(Beginning of Material shown)

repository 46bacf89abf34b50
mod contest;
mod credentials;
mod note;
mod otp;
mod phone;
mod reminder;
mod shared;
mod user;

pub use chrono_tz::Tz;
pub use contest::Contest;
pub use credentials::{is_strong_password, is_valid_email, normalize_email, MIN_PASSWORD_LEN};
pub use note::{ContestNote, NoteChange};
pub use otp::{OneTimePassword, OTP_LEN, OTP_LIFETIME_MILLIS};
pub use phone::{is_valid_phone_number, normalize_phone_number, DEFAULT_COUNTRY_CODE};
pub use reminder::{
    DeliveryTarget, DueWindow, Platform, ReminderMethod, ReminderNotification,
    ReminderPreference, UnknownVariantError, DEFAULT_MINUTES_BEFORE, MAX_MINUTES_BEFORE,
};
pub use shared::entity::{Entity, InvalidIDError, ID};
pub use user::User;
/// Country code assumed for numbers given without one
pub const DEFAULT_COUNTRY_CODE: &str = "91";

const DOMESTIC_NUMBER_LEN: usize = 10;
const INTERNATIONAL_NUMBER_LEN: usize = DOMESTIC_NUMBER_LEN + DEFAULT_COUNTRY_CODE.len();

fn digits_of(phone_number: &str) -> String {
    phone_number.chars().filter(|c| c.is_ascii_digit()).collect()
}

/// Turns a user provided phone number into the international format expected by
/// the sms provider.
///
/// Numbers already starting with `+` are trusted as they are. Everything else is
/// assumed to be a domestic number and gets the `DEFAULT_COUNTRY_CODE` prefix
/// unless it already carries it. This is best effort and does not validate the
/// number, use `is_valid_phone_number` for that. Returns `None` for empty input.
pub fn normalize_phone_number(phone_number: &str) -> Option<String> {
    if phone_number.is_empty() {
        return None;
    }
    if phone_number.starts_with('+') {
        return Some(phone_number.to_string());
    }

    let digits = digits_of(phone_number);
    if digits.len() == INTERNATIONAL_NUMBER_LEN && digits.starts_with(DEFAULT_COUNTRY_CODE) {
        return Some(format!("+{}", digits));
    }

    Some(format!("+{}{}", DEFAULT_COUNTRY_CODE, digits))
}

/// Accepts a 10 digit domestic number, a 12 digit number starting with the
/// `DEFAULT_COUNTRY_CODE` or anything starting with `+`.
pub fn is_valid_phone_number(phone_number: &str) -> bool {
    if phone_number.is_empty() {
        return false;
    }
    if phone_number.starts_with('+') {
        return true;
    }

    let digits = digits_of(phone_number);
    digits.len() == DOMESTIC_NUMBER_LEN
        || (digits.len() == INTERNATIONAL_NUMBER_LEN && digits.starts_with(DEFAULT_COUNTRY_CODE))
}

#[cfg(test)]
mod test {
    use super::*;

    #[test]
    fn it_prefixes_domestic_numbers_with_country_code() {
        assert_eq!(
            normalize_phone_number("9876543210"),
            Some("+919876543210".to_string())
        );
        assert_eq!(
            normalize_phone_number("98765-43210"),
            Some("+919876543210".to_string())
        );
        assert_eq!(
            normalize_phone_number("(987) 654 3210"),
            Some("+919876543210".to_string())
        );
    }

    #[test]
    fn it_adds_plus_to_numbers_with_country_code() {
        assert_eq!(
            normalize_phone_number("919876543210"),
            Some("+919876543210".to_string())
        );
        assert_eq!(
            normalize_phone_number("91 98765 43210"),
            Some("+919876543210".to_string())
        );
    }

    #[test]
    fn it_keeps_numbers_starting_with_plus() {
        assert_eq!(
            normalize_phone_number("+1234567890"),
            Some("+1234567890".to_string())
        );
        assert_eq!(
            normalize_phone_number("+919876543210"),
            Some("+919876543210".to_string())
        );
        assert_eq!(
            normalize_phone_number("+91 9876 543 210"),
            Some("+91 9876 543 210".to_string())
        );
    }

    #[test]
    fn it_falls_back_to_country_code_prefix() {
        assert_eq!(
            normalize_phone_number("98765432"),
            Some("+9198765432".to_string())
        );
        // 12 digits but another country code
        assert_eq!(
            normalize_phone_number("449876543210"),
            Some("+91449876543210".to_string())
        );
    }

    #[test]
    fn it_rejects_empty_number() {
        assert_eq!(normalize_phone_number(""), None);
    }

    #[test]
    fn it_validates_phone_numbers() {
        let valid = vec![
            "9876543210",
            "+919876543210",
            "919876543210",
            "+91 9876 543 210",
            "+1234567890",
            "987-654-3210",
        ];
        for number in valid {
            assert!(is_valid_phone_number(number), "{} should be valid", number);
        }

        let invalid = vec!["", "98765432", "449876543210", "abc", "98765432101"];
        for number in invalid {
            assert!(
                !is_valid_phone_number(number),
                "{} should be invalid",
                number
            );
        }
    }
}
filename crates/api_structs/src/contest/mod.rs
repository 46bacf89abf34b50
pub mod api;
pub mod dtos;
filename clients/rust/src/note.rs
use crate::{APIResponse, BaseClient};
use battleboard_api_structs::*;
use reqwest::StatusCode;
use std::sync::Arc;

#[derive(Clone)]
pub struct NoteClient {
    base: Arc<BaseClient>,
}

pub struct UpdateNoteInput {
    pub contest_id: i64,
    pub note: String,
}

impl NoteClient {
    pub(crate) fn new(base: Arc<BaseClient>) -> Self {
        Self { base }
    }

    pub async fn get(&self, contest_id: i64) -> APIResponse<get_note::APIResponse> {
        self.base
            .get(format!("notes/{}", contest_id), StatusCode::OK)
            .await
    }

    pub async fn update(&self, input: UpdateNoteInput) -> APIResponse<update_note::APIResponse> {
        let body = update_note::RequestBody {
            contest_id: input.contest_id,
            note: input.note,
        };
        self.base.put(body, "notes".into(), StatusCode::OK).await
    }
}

(End of Material shown)

• **Exercise instructions**:
The word "BaseClient" appears in some of the lines above. Copy those lines.

• **Solution to this exercise**:
use crate::{APIResponse, BaseClient};
    base: Arc<BaseClient>,
    pub(crate) fn new(base: Arc<BaseClient>) -> Self {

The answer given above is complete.